Cannulation of the veins of the feet is not ideal. ***ADD REFERENCES*** Insertion can be quite painful, and the catheter may cause more discomfort than if it were started in the hand or forearm. Additionally, IV catheters placed in the feet are more likely to become infected, to not flow properly, and are more likely to produce phlebitis.

 

The great saphenous vein runs anteriorly to the medial malleolus, and may be accessed via a peripheral venous cutdown in emergent situations. The lesser saphenous vein runs along the lateral aspect of the foot. These two veins converge medially to form the dorsal venous arch. There are numerous unnamed vessels that are branches of these veins. (Clemente) Any vein in the foot large enough to accept the IV catheter may be used if necessary.

 
External Jugular

 

The external jugular ("EJ") vein can be cannulated if necessary. It orginates near the angle of the mandible, and courses over the sternocleidomastiod muscle. Proximal to the clavicle, the EJ dives into the subcutaneous tissue, eventually emptying into the subclavian vein. (Moore)

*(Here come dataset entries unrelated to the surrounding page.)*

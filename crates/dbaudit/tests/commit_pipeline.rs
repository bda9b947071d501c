//! Post-save commits, cancellation, undo and history

use dbaudit::prelude::*;
use dbaudit_testing::{Harness, TestEntity};
use std::time::Duration;
use uuid::Uuid;

async fn modify(harness: &Harness, value2: i32) -> (AuditedContext, Uuid) {
    let id = harness.seed(TestEntity::new("a", 1)).unwrap();
    let mut ctx = harness.context();
    ctx.find::<TestEntity>(id).await.unwrap();
    ctx.get_mut::<TestEntity>(id).unwrap().value2 = value2;
    (ctx, id)
}

#[tokio::test]
async fn separate_store_commit_is_retried() {
    let harness = Harness::separate_store();
    harness
        .audit_store()
        .fail_next_insert(StoreError::Unavailable("audit database restarting".to_string()));

    let (mut ctx, _) = modify(&harness, 2).await;
    ctx.save_changes().await.unwrap();

    assert_eq!(harness.settle().await, 2);
    assert_eq!(harness.audit_store().insert_calls(), 2);
    assert_eq!(harness.change_sets().await.unwrap().len(), 1);
    assert!(harness.queue().dead_letters().await.unwrap().is_empty());
}

#[tokio::test]
async fn exhausted_commit_does_not_touch_saved_data() {
    let harness = Harness::separate_store().config(AuditConfig {
        commit_max_attempts: 1,
        commit_retry_backoff_ms: 0,
        ..AuditConfig::default()
    });
    harness
        .audit_store()
        .fail_next_insert(StoreError::Unavailable("audit database down".to_string()));

    let (mut ctx, id) = modify(&harness, 2).await;
    ctx.save_changes().await.unwrap();
    harness.settle().await;

    let dead = harness.queue().dead_letters().await.unwrap();
    assert_eq!(dead.len(), 1);
    assert_eq!(dead[0].name, "commit_change_set");
    assert!(harness.change_sets().await.unwrap().is_empty());

    let mut fresh = harness.context();
    let saved = fresh.find::<TestEntity>(id).await.unwrap().unwrap();
    assert_eq!(saved.value2, 2);
}

#[tokio::test]
async fn cancelled_save_writes_nothing() {
    for harness in [Harness::same_store(), Harness::separate_store()] {
        let (mut ctx, id) = modify(&harness, 2).await;
        let cancel = CancellationToken::new();
        cancel.cancel();

        let err = ctx.save_changes_with_cancellation(&cancel).await.unwrap_err();
        harness.settle().await;

        assert!(matches!(err.as_store_error(), Some(StoreError::Cancelled)));
        assert_eq!(ctx.state_of(id), EntityState::Modified);
        assert!(harness.change_sets().await.unwrap().is_empty());
    }
}

#[tokio::test]
async fn cancelling_the_request_drops_the_queued_commit() {
    let harness = Harness::separate_store();
    let (mut ctx, id) = modify(&harness, 2).await;
    let cancel = CancellationToken::new();

    ctx.save_changes_with_cancellation(&cancel).await.unwrap();
    cancel.cancel();
    // a cancelled commit is not retried
    assert_eq!(harness.settle().await, 1);

    assert!(harness.change_sets().await.unwrap().is_empty());
    assert_eq!(harness.queue().dead_letters().await.unwrap().len(), 1);
    assert_eq!(ctx.state_of(id), EntityState::Unchanged);
}

#[tokio::test]
async fn same_store_change_set_is_written_with_the_data() {
    let harness = Harness::same_store();
    let (mut ctx, _) = modify(&harness, 2).await;

    // entity row, ChangeSet row and one Change row
    assert_eq!(ctx.save_changes().await.unwrap(), 3);
    assert_eq!(harness.queue().pending().await.unwrap(), 0);
    assert_eq!(harness.change_sets().await.unwrap().len(), 1);
}

#[tokio::test]
async fn undo_reverts_tracked_changes() {
    let harness = Harness::same_store();
    let (mut ctx, modified) = modify(&harness, 5).await;
    let added = ctx.add(TestEntity::new("new", 0)).unwrap();

    ctx.undo_changes(&CancellationToken::new()).await.unwrap();

    assert_eq!(ctx.get::<TestEntity>(modified).unwrap().value2, 1);
    assert_eq!(ctx.state_of(modified), EntityState::Unchanged);
    assert_eq!(ctx.state_of(added), EntityState::Detached);

    // nothing left to save or audit
    ctx.save_changes().await.unwrap();
    assert!(harness.change_sets().await.unwrap().is_empty());
}

#[tokio::test]
async fn history_query_filters_by_entity_and_property() {
    let harness = Harness::separate_store();
    let first = harness.seed(TestEntity::new("a", 1)).unwrap();
    let second = harness.seed(TestEntity::new("b", 1)).unwrap();

    let mut ctx = harness.context();
    ctx.find::<TestEntity>(first).await.unwrap();
    ctx.find::<TestEntity>(second).await.unwrap();
    ctx.get_mut::<TestEntity>(first).unwrap().value2 = 2;
    ctx.get_mut::<TestEntity>(second).unwrap().value1 = Some("c".to_string());
    ctx.save_changes().await.unwrap();
    ctx.get_mut::<TestEntity>(first).unwrap().value1 = Some("d".to_string());
    ctx.save_changes().await.unwrap();
    harness.settle().await;

    let store: &dyn AuditStore = harness.audit_store();
    let history = store.history().entity(first).execute().await.unwrap();
    assert_eq!(history.len(), 2);
    assert!(history
        .iter()
        .flat_map(|set| &set.changes)
        .all(|change| change.entity_id == first));

    let renames = store
        .history()
        .property("Value1")
        .newest_first()
        .limit(1)
        .execute()
        .await
        .unwrap();
    assert_eq!(renames.len(), 1);
    assert_eq!(renames[0].changes.len(), 1);
    assert_eq!(renames[0].changes[0].entity_id, first);
    assert_eq!(renames[0].changes[0].new_value.as_deref(), Some("\"d\""));

    let by_user = store.history().created_by("user-1").execute().await.unwrap();
    assert_eq!(by_user.len(), 2);
}

#[tokio::test]
async fn runtime_workers_commit_in_the_background() {
    let runtime = AuditRuntime::new(AuditConfig {
        commit_workers: 2,
        poll_interval_ms: 5,
        ..AuditConfig::default()
    });
    let store = MemoryStore::new();
    let audit = MemoryStore::new();

    let mut ctx = runtime
        .builder(Arc::new(store.clone()))
        .identity(StaticIdentity::new("user-9", "Worker Test"))
        .separate_store_auditing(Arc::new(audit.clone()))
        .build();
    let id = ctx.add(TestEntity::new("a", 1)).unwrap();
    ctx.save_changes().await.unwrap();
    ctx.get_mut::<TestEntity>(id).unwrap().value2 = 2;
    ctx.save_changes().await.unwrap();

    let mut committed = 0;
    for _ in 0..200 {
        committed = AuditStore::count(&audit).await.unwrap();
        if committed == 1 {
            break;
        }
        tokio::time::sleep(Duration::from_millis(5)).await;
    }
    assert_eq!(committed, 1);
    assert_eq!(audit.change_sets().unwrap()[0].created_by.as_deref(), Some("user-9"));

    runtime.shutdown().await;
}
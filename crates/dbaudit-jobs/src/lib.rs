//! Background work queue for dbaudit
//!
//! Deferred work is expressed as strongly typed [`Job`] values. The queue stores them in a
//! pluggable [`JobBackend`], and workers dequeue and execute them, retrying failed
//! attempts with exponential backoff and moving exhausted jobs to a dead-letter list.
//!
//! ```rust,ignore
//! use dbaudit_jobs::{InMemoryBackend, JobQueue};
//!
//! let queue = JobQueue::new(InMemoryBackend::new());
//! let workers = queue.spawn_workers(2);
//! queue.enqueue(MyJob { .. }).await?;
//! workers.shutdown().await;
//! ```

pub mod backend;
pub mod cancel;
pub mod error;
pub mod job;
pub mod queue;

pub use backend::memory::InMemoryBackend;
pub use backend::{DeadLetter, JobBackend, JobRequest};
pub use cancel::CancellationToken;
pub use error::{JobError, Result};
pub use job::{Job, JobContext, JobHandler};
pub use queue::{EnqueueOptions, JobQueue, WorkerPool};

The EJ is a large vein that can accomodate a large bore IV catheter (18 gauge or larger), in most patients. It is especially useful in patients with poor access in the arms who require a large volume of fluid. Additionally, the EJ is often engorged in patients with heart failure and provides an alternative in these patients if other venous access sites are not available. Please refer to the Alternatives section for further discussion on utilizing the external jugular vein.